(Records excerpted from a collection)
◇ ◇ ◇ ◇

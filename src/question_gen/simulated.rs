//! 模拟出题生成器（无可用模型配置时的兜底）
//!
//! 生成确定性的占位题目，保证调用方不会因缺少 AI 配置而被阻塞。
//! 产出的题目全部打上 simulated 标记，语法与真实题目一致。

use crate::question_gen::types::{
    AnswerAnalysis, Difficulty, QuestionDraft, QuestionOption, QuestionType,
};
use crate::question_gen::validator::canonical_true_false_options;

/// 模拟题目的固定质量分（高于接受阈值，低于满分以便辨识）
pub const SIMULATED_QUALITY_SCORE: i32 = 80;

/// 为指定槽位生成一道确定性的模拟题
pub fn simulated_draft(
    slot_index: usize,
    question_type: QuestionType,
    difficulty: Difficulty,
    knowledge_points: &[String],
    material: &str,
) -> QuestionDraft {
    let topic = knowledge_points
        .get(slot_index % knowledge_points.len().max(1))
        .map(|s| s.as_str())
        .unwrap_or("本材料核心内容");

    let excerpt: String = material.trim().chars().take(60).collect();

    let (options, answer, stem) = match question_type {
        QuestionType::TrueFalse => (
            canonical_true_false_options(),
            "A".to_string(),
            format!(
                "[模拟题 {}] 判断：材料中与“{}”相关的表述是成立的。",
                slot_index + 1,
                topic
            ),
        ),
        QuestionType::SingleChoice => (
            simulated_choice_options(topic),
            "A".to_string(),
            format!(
                "[模拟题 {}] 关于“{}”，下列说法正确的是？",
                slot_index + 1,
                topic
            ),
        ),
        QuestionType::MultipleChoice => (
            simulated_choice_options(topic),
            "AB".to_string(),
            format!(
                "[模拟题 {}] 关于“{}”，下列说法正确的有？（多选）",
                slot_index + 1,
                topic
            ),
        ),
    };

    QuestionDraft {
        question_type,
        stem,
        options,
        answer,
        analysis: AnswerAnalysis {
            material_excerpt: excerpt,
            reasoning: format!(
                "此题为模拟生成（难度：{}），用于在模型服务不可用时保持流程可用。",
                difficulty.display_name()
            ),
            conclusion: "模拟题目，请在接入模型服务后重新生成。".to_string(),
        },
        quality_score: SIMULATED_QUALITY_SCORE,
    }
}

fn simulated_choice_options(topic: &str) -> Vec<QuestionOption> {
    let contents = [
        format!("材料对“{}”的说明与原文一致", topic),
        format!("材料对“{}”的说明与原文部分一致", topic),
        format!("材料未涉及“{}”", topic),
        format!("材料对“{}”的说明与原文相反", topic),
    ];
    ["A", "B", "C", "D"]
        .iter()
        .zip(contents)
        .map(|(key, content)| QuestionOption {
            key: key.to_string(),
            content,
        })
        .collect()
}
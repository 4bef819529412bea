//! 出题域数据类型
//!
//! 题型/难度枚举、候选题草稿、修复动作记录。
//! 字符串映射遵循 `as_str` / `from_str` 配对，供数据库存取使用。

use serde::{Deserialize, Serialize};

/// 题型
#[derive(Debug, Clone, Copy, Serialize, Deserialize, PartialEq, Eq, Hash)]
#[serde(rename_all = "snake_case")]
pub enum QuestionType {
    SingleChoice,
    MultipleChoice,
    TrueFalse,
}

impl QuestionType {
    pub fn as_str(&self) -> &'static str {
        match self {
            QuestionType::SingleChoice => "single_choice",
            QuestionType::MultipleChoice => "multiple_choice",
            QuestionType::TrueFalse => "true_false",
        }
    }

    pub fn from_str(s: &str) -> Option<Self> {
        match s {
            "single_choice" => Some(QuestionType::SingleChoice),
            "multiple_choice" => Some(QuestionType::MultipleChoice),
            "true_false" => Some(QuestionType::TrueFalse),
            _ => None,
        }
    }

    /// 中文展示名（用于 Prompt 与模拟生成）
    pub fn display_name(&self) -> &'static str {
        match self {
            QuestionType::SingleChoice => "单选题",
            QuestionType::MultipleChoice => "多选题",
            QuestionType::TrueFalse => "判断题",
        }
    }

    /// 该题型语法要求的选项数
    pub fn expected_option_count(&self) -> usize {
        match self {
            QuestionType::SingleChoice | QuestionType::MultipleChoice => 4,
            QuestionType::TrueFalse => 2,
        }
    }
}

/// 难度
#[derive(Debug, Clone, Copy, Serialize, Deserialize, PartialEq, Eq, Default)]
#[serde(rename_all = "snake_case")]
pub enum Difficulty {
    Easy,
    #[default]
    Medium,
    Hard,
}

impl Difficulty {
    pub fn as_str(&self) -> &'static str {
        match self {
            Difficulty::Easy => "easy",
            Difficulty::Medium => "medium",
            Difficulty::Hard => "hard",
        }
    }

    pub fn from_str(s: &str) -> Self {
        match s {
            "easy" => Difficulty::Easy,
            "medium" => Difficulty::Medium,
            "hard" => Difficulty::Hard,
            _ => Difficulty::Medium,
        }
    }

    pub fn display_name(&self) -> &'static str {
        match self {
            Difficulty::Easy => "简单",
            Difficulty::Medium => "中等",
            Difficulty::Hard => "困难",
        }
    }
}

/// 选项
#[derive(Debug, Clone, Serialize, Deserialize, PartialEq)]
pub struct QuestionOption {
    pub key: String,
    pub content: String,
}

/// 三段式解析（材料出处 / 推理过程 / 结论）
#[derive(Debug, Clone, Default, Serialize, Deserialize, PartialEq)]
pub struct AnswerAnalysis {
    #[serde(default)]
    pub material_excerpt: String,
    #[serde(default)]
    pub reasoning: String,
    #[serde(default)]
    pub conclusion: String,
}

/// 候选题草稿（模型原始输出解析后的结构化形态，尚未入库）
#[derive(Debug, Clone, Serialize, Deserialize, PartialEq)]
pub struct QuestionDraft {
    pub question_type: QuestionType,
    pub stem: String,
    pub options: Vec<QuestionOption>,
    pub answer: String,
    pub analysis: AnswerAnalysis,
    /// 模型自评质量分（0-100，入库前作为接受阈值依据）
    pub quality_score: i32,
}

// ============================================================================
// 修复动作
// ============================================================================

/// 确定性修复的类别
#[derive(Debug, Clone, Copy, Serialize, Deserialize, PartialEq, Eq)]
#[serde(rename_all = "snake_case")]
pub enum RepairKind {
    /// 判断题选项坍缩为标准 {A: 正确, B: 错误}
    OptionsCollapsed,
    /// 选择题补齐占位选项到 4 个
    OptionsPadded,
    /// 判断题答案按肯定/否定语义映射到 A/B
    AnswerMapped,
    /// 多选题单字母答案补齐固定第二字母
    AnswerPadded,
    /// 单选题多字母答案截断为首字母
    AnswerTruncated,
}

impl RepairKind {
    pub fn as_str(&self) -> &'static str {
        match self {
            RepairKind::OptionsCollapsed => "options_collapsed",
            RepairKind::OptionsPadded => "options_padded",
            RepairKind::AnswerMapped => "answer_mapped",
            RepairKind::AnswerPadded => "answer_padded",
            RepairKind::AnswerTruncated => "answer_truncated",
        }
    }
}

/// 一次修复动作的留痕记录
#[derive(Debug, Clone, Serialize, Deserialize, PartialEq)]
pub struct RepairAction {
    pub kind: RepairKind,
    pub before: String,
    pub after: String,
}

// ============================================================================
// 解析/校验结果
// ============================================================================

/// 候选题处理失败
#[derive(Debug, Clone, PartialEq)]
pub enum DraftError {
    /// 文本无法解析为结构化候选题
    Parse(String),
    /// 结构偏差没有对应的修复规则
    Validation(String),
}

impl std::fmt::Display for DraftError {
    fn fmt(&self, f: &mut std::fmt::Formatter<'_>) -> std::fmt::Result {
        match self {
            DraftError::Parse(msg) => write!(f, "解析失败: {}", msg),
            DraftError::Validation(msg) => write!(f, "校验失败: {}", msg),
        }
    }
}

impl std::error::Error for DraftError {}

/// 校验通过的两种形态
#[derive(Debug, Clone, PartialEq)]
pub enum DraftOutcome {
    /// 原样符合语法
    Valid(QuestionDraft),
    /// 经确定性修复后符合语法（附修复留痕）
    Repaired(QuestionDraft, Vec<RepairAction>),
}

impl DraftOutcome {
    pub fn draft(&self) -> &QuestionDraft {
        match self {
            DraftOutcome::Valid(d) => d,
            DraftOutcome::Repaired(d, _) => d,
        }
    }

    pub fn into_parts(self) -> (QuestionDraft, Vec<RepairAction>) {
        match self {
            DraftOutcome::Valid(d) => (d, Vec::new()),
            DraftOutcome::Repaired(d, actions) => (d, actions),
        }
    }

    pub fn was_repaired(&self) -> bool {
        matches!(self, DraftOutcome::Repaired(_, _))
    }
}

#[cfg(test)]
mod tests {
    use super::*;

    #[test]
    fn test_question_type_roundtrip() {
        for t in [
            QuestionType::SingleChoice,
            QuestionType::MultipleChoice,
            QuestionType::TrueFalse,
        ] {
            assert_eq!(QuestionType::from_str(t.as_str()), Some(t));
        }
        assert_eq!(QuestionType::from_str("essay"), None);
    }

    #[test]
    fn test_expected_option_count() {
        assert_eq!(QuestionType::SingleChoice.expected_option_count(), 4);
        assert_eq!(QuestionType::MultipleChoice.expected_option_count(), 4);
        assert_eq!(QuestionType::TrueFalse.expected_option_count(), 2);
    }

    #[test]
    fn test_outcome_parts() {
        let draft = QuestionDraft {
            question_type: QuestionType::TrueFalse,
            stem: "地球绕太阳公转。".to_string(),
            options: vec![
                QuestionOption {
                    key: "A".to_string(),
                    content: "正确".to_string(),
                },
                QuestionOption {
                    key: "B".to_string(),
                    content: "错误".to_string(),
                },
            ],
            answer: "A".to_string(),
            analysis: AnswerAnalysis::default(),
            quality_score: 90,
        };

        let outcome = DraftOutcome::Valid(draft.clone());
        assert!(!outcome.was_repaired());
        let (d, actions) = outcome.into_parts();
        assert_eq!(d, draft);
        assert!(actions.is_empty());
    }
}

◇ ◇ ◇ ◇

▶ _Work required_: From the records above, return each line that includes "Validation".

▶ _Solution to this task_:
    Validation(String),
            DraftError::Validation(msg) => write!(f, "校验失败: {}", msg),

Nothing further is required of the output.